Alcune settimane fa il Weekend del Financial Times dedicava l’articolo di copertina alle vite parallele di Henry Kissinger e a Zbigniew Brzezinski. Due giganti della diplomazia americana: repubblicano e realista il primo, democratico e idealista il secondo. Entrambi hanno definito un’epoca ma non sono stati i soli: George Shultz, James Backer o John Kerry non furono da meno.
Nessuno di loro avrebbe incontrato Vladimir Putin battendosi il pugno sul cuore, in segno deferente di stima; né, prima di aprire una trattativa, avrebbe concesso ai russi i territori ucraini occupati: l’arma negoziale più forte in mano agli aggrediti, quella che si fa pesare nell’ultimo miglio di un accordo.
Non è l’esperienza ma la fedeltà al capo che ha guidato Donald Trump nelle scelte della squadra che dovrebbe guidare l’America nel mondo: i segretari di Stato e Difesa, i responsabili delle agenzie d’intelligence, il consigliere per la sicurezza nazionale (appena silurato ma nominato ambasciatore all’Onu, un’altra carica importante).
Tuttavia nessun profilo risponde alle caratteristiche della diplomazia di Trump, quanto Steve Witkoff, immobiliarista di New York, digiuno di politica estera: un clone del presidente. Witkoff è il negoziatore che si è battuto il pugno sul petto davanti a Putin. Ma è anche l’inviato speciale in Medio Oriente, cioè nel conflitto di Gaza; e quello che sta costruendo un accordo sul nucleare iraniano: quasi uguale a quello che c’era già e che Trump cancellò nel 2018, convinto dall’israeliano Benjamin Netanyahu. Esclusa la questione dei dazi, non c’è questione internazionale che Witkoff non sia chiamato a dirimere.
Di queste la più calda è l’Ucraina: la più vicina a qualche risultato. O la meno lontana. E’ stato un errore affermare che la Crimea e le altre regioni occupate siano ormai russe. Ma è la realtà. Ciò che rende questo conflitto più risolvibile di quello fra israeliani e palestinesi, è proprio questo: dopo tre anni, il campo di battaglia dice che Putin non conquisterà Kyiv e Zelensky non libererà la Crimea. La questione non è più territoriale ma politica: dopo il cessate il fuoco, quale sicurezza l’Ucraina avrà perché prima o poi la Russia non riprenda la guerra; o in tempo di pace non alteri il quadro politico ucraino come faceva prima del 2014.
L’accordo con gli americani sulle risorse minerarie del paese, non è sufficiente. Non ci sono garanzie di difesa militare, nessun impegno americano. E’ difficile immaginare cosa sia oggi la Nato e una credibile difesa europea è ancora lontana. Putin potrebbe facilmente riprendere a mestare, usando qualche oligarca ucraino a disposizione, senza toccare gli interessi economici americani.

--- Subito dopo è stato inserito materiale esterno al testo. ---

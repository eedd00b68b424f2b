//! Provider configuration
//!
//! Settings come from (highest priority first) explicit builder values, the
//! `provider.huaweicloud` block of the configuration file and `HW_*` environment
//! variables. [`ConfigBuilder::build`] validates the merged result and prepares the
//! shared HTTP client.

use std::collections::{BTreeMap, HashMap};

use hwcloud_sdk::catalog::{self, DEFAULT_CLOUD, ensure_trailing_slash};
use hwcloud_sdk::extract::path_search_str;
use hwcloud_sdk::pagination::set_query_params;
use hwcloud_sdk::{Credentials, DEFAULT_MAX_RETRIES, ServiceClient, Signer, create_http_client};
use serde::Deserialize;
use serde_json::Value;
use tokio::sync::Mutex;

use crate::error::{ProviderError, ProviderResult, ResultExt};
use crate::resource_data::ResourceData;

/// One layer of provider settings. Unset fields fall through to the next layer.
#[derive(Debug, Clone, Default, Deserialize)]
#[serde(default, deny_unknown_fields)]
pub struct ProviderSettings {
    pub region: Option<String>,
    pub access_key: Option<String>,
    pub secret_key: Option<String>,
    pub security_token: Option<String>,
    pub auth_token: Option<String>,
    pub project_id: Option<String>,
    pub domain_id: Option<String>,
    pub domain_name: Option<String>,
    pub cloud: Option<String>,
    pub auth_url: Option<String>,
    pub insecure: Option<bool>,
    pub max_retries: Option<i64>,
    pub enterprise_project_id: Option<String>,
    pub endpoints: Option<HashMap<String, String>>,
    pub default_tags: Option<BTreeMap<String, String>>,
}

fn non_empty(v: Option<String>) -> Option<String> {
    v.filter(|s| !s.is_empty())
}

impl ProviderSettings {
    /// Read `HW_*` variables through `var`.
    pub fn from_env_with(var: impl Fn(&str) -> Option<String>) -> Self {
        let get = |k: &str| non_empty(var(k));
        Self {
            region: get("HW_REGION_NAME"),
            access_key: get("HW_ACCESS_KEY"),
            secret_key: get("HW_SECRET_KEY"),
            security_token: get("HW_SECURITY_TOKEN"),
            auth_token: get("HW_AUTH_TOKEN"),
            project_id: get("HW_PROJECT_ID"),
            domain_id: get("HW_DOMAIN_ID"),
            domain_name: get("HW_DOMAIN_NAME"),
            cloud: get("HW_CLOUD"),
            auth_url: get("HW_AUTH_URL"),
            insecure: get("HW_INSECURE").map(|v| v == "true" || v == "1"),
            max_retries: get("HW_MAX_RETRIES").and_then(|v| v.parse().ok()),
            enterprise_project_id: get("HW_ENTERPRISE_PROJECT_ID"),
            endpoints: None,
            default_tags: None,
        }
    }

    pub fn from_env() -> Self {
        Self::from_env_with(|k| std::env::var(k).ok())
    }

    /// Parse a `provider.huaweicloud` block.
    pub fn from_block(block: &Value) -> ProviderResult<Self> {
        serde_json::from_value(block.clone())
            .map_err(|e| ProviderError::Config(format!("provider block: {e}")))
    }

    /// Fill unset fields of `self` from `lower`.
    #[must_use]
    pub fn or(self, lower: Self) -> Self {
        Self {
            region: non_empty(self.region).or(lower.region),
            access_key: non_empty(self.access_key).or(lower.access_key),
            secret_key: non_empty(self.secret_key).or(lower.secret_key),
            security_token: non_empty(self.security_token).or(lower.security_token),
            auth_token: non_empty(self.auth_token).or(lower.auth_token),
            project_id: non_empty(self.project_id).or(lower.project_id),
            domain_id: non_empty(self.domain_id).or(lower.domain_id),
            domain_name: non_empty(self.domain_name).or(lower.domain_name),
            cloud: non_empty(self.cloud).or(lower.cloud),
            auth_url: non_empty(self.auth_url).or(lower.auth_url),
            insecure: self.insecure.or(lower.insecure),
            max_retries: self.max_retries.or(lower.max_retries),
            enterprise_project_id: non_empty(self.enterprise_project_id).or(lower.enterprise_project_id),
            endpoints: self.endpoints.or(lower.endpoints),
            default_tags: self.default_tags.or(lower.default_tags),
        }
    }
}

/// Builder for [`Config`].
#[derive(Debug, Default)]
pub struct ConfigBuilder {
    explicit: ProviderSettings,
    block: ProviderSettings,
    env: ProviderSettings,
}

impl ConfigBuilder {
    pub fn new() -> Self {
        Self::default()
    }

    #[must_use]
    pub fn settings(mut self, settings: ProviderSettings) -> Self {
        self.explicit = settings;
        self
    }

    #[must_use]
    pub fn region(mut self, region: impl Into<String>) -> Self {
        self.explicit.region = Some(region.into());
        self
    }

    #[must_use]
    pub fn credentials(mut self, access_key: impl Into<String>, secret_key: impl Into<String>) -> Self {
        self.explicit.access_key = Some(access_key.into());
        self.explicit.secret_key = Some(secret_key.into());
        self
    }

    #[must_use]
    pub fn project_id(mut self, project_id: impl Into<String>) -> Self {
        self.explicit.project_id = Some(project_id.into());
        self
    }

    #[must_use]
    pub fn provider_block(mut self, block: ProviderSettings) -> Self {
        self.block = block;
        self
    }

    #[must_use]
    pub fn env(mut self, env: ProviderSettings) -> Self {
        self.env = env;
        self
    }

    /// Merge layers, validate and build.
    pub fn build(self) -> ProviderResult<Config> {
        let merged = self.explicit.or(self.block).or(self.env);
        Config::load_and_validate(merged)
    }
}

/// Validated provider configuration shared by every handler.
#[derive(Debug)]
pub struct Config {
    pub region: String,
    pub cloud: String,
    pub domain_id: String,
    pub domain_name: String,
    pub auth_url: String,
    pub insecure: bool,
    pub max_retries: u32,
    pub enterprise_project_id: String,
    /// Custom endpoints per catalog service, each ending in `/`.
    pub endpoints: HashMap<String, String>,
    pub default_tags: BTreeMap<String, String>,
    credentials: Credentials,
    http: reqwest::Client,
    /// Region → project ID, filled lazily from IAM.
    projects: Mutex<HashMap<String, String>>,
}

impl Config {
    pub fn builder() -> ConfigBuilder {
        ConfigBuilder::new()
    }

    fn load_and_validate(s: ProviderSettings) -> ProviderResult<Self> {
        let max_retries = s.max_retries.map_or(Ok(DEFAULT_MAX_RETRIES), |n| {
            u32::try_from(n).map_err(|_| ProviderError::Config(format!("max_retries should be a positive value, got {n}")))
        })?;

        let region = s
            .region
            .ok_or_else(|| ProviderError::Config("region is required (HW_REGION_NAME)".to_string()))?;

        let credentials = match (s.auth_token, s.access_key, s.secret_key) {
            (Some(token), _, _) => Credentials::Token(token),
            (None, Some(ak), Some(sk)) => Credentials::AkSk {
                signer: Signer::new(ak, sk),
                security_token: s.security_token,
            },
            (None, Some(_), None) | (None, None, Some(_)) => {
                return Err(ProviderError::Config(
                    "access_key and secret_key must be set together".to_string(),
                ));
            }
            (None, None, None) => {
                return Err(ProviderError::Config(
                    "no credentials: set auth_token or access_key/secret_key".to_string(),
                ));
            }
        };

        let mut endpoints = HashMap::new();
        for (service, url) in s.endpoints.unwrap_or_default() {
            catalog::lookup(&service).context("endpoints")?;
            endpoints.insert(service, ensure_trailing_slash(&url));
        }

        let cloud = s.cloud.unwrap_or_else(|| DEFAULT_CLOUD.to_string());
        let auth_url = s
            .auth_url
            .unwrap_or_else(|| format!("https://iam.{region}.{cloud}/v3"));

        let mut projects = HashMap::new();
        if let Some(project_id) = s.project_id {
            projects.insert(region.clone(), project_id);
        }

        let insecure = s.insecure.unwrap_or(false);
        Ok(Self {
            http: create_http_client(insecure)?,
            region,
            cloud,
            domain_id: s.domain_id.unwrap_or_default(),
            domain_name: s.domain_name.unwrap_or_default(),
            auth_url,
            insecure,
            max_retries,
            enterprise_project_id: s.enterprise_project_id.unwrap_or_default(),
            endpoints,
            default_tags: s.default_tags.unwrap_or_default(),
            credentials,
            projects: Mutex::new(projects),
        })
    }

    /// The resource's `region` argument, or the provider region.
    pub fn get_region(&self, d: &ResourceData) -> String {
        d.get_ok("region")
            .and_then(Value::as_str)
            .map_or_else(|| self.region.clone(), ToString::to_string)
    }

    /// The resource's `enterprise_project_id`, or the provider default.
    pub fn get_enterprise_project_id(&self, d: &ResourceData) -> String {
        d.get_ok("enterprise_project_id")
            .and_then(Value::as_str)
            .map_or_else(|| self.enterprise_project_id.clone(), ToString::to_string)
    }

    /// Provider default tags overlaid with the resource's own tags.
    pub fn merge_default_tags(&self, tags: BTreeMap<String, String>) -> BTreeMap<String, String> {
        let mut merged = self.default_tags.clone();
        merged.extend(tags);
        merged
    }

    fn identity_endpoint(&self) -> String {
        let trimmed = self.auth_url.trim_end_matches('/');
        trimmed.strip_suffix("/v3").unwrap_or(trimmed).to_string()
    }

    /// Project ID of `region`, queried from IAM on first use and cached.
    pub async fn get_project_id(&self, region: &str) -> ProviderResult<String> {
        let mut projects = self.projects.lock().await;
        if let Some(id) = projects.get(region) {
            return Ok(id.clone());
        }

        let iam = ServiceClient::builder("identity", self.credentials.clone())
            .region(region)
            .domain_id(self.domain_id.clone())
            .endpoint(Some(self.identity_endpoint()))
            .max_retries(self.max_retries)
            .http_client(self.http.clone())
            .build()?;
        let url = set_query_params(&iam.service_url(&["projects"]), &[("name", region.to_string())])
            .ok_or_else(|| ProviderError::Config(format!("invalid IAM endpoint {}", self.auth_url)))?;
        let body = iam.get(&url).await.context("error querying IAM projects")?;
        let id = path_search_str("projects[0].id", &body).ok_or_else(|| {
            ProviderError::Config(format!("no project found for region {region}"))
        })?;
        log::debug!("project ID of region {region}: {id}");
        projects.insert(region.to_string(), id.clone());
        Ok(id)
    }

    /// Signed client for `service` in `region`.
    pub async fn new_service_client(&self, service: &str, region: &str) -> ProviderResult<ServiceClient> {
        let entry = catalog::lookup(service)?;
        let project_id = if entry.admin {
            String::new()
        } else {
            self.get_project_id(region).await?
        };
        Ok(ServiceClient::builder(service, self.credentials.clone())
            .region(region)
            .project_id(project_id)
            .domain_id(self.domain_id.clone())
            .cloud(self.cloud.clone())
            .endpoint(self.endpoints.get(service).cloned())
            .max_retries(self.max_retries)
            .http_client(self.http.clone())
            .build()?)
    }
}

Perché per le sue mire non esiste asset migliore dell’America di Donald Trump. Il compromesso territoriale è la soluzione realistica del conflitto ucraino. Henry Kissinger l’avrebbe approvata ma Zbigniew Brzezinski no perché comporta una questione morale: per la prima volta dal 1945 in Europa sarebbe riconosciuta la conquista territoriale di una nazione su un’altra. Verrebbe meno un pilastro dell’ordine e della sicurezza internazionali.
Anche questa è politica, non solo etica. Cadrebbero le barriere che ancora impediscono a Xi Jinping di aggredire Taiwan, a Erdogan di conquistare il Nord della Siria, a Netanyahu di annettere Cisgiordania e Gaza, a ogni autocrate ambizioso di distorcere l’ordine internazionale.
Per costoro Donald Trump è il partner perfetto. Il presidente sta smantellando le strutture che garantivano la presenza americana nel mondo e rafforzavano le ragioni di quella presenza: la promozione democratica. Voice of America, Radio Free Europe/Radio Liberty, Radio Free Asia; la National Endowment for Democracy, il National Democratic Institute e molte altre meno conosciute ai più ma importanti per difendere quel che resta della democrazia nel mondo.
Marco Rubio, che da segretario di Stato pratica il contrario di quello che votava da senatore repubblicano, sta smantellando la presenza diplomatica americana in Africa: come cedere, chiavi in mano alla Cina, l’influenza su un intero continente. Usaid, l’agenzia per lo sviluppo internazionale, forse la più detestata da MAGA, aveva offerto una contro-narrativa alla propaganda dei regimi illiberali, garantendo contemporaneamente aiuto umanitario. E’ dunque molto più dell’Ucraina ciò che è in gioco nei 1.359 giorni che mancano alle prossime elezioni presidenziali americane.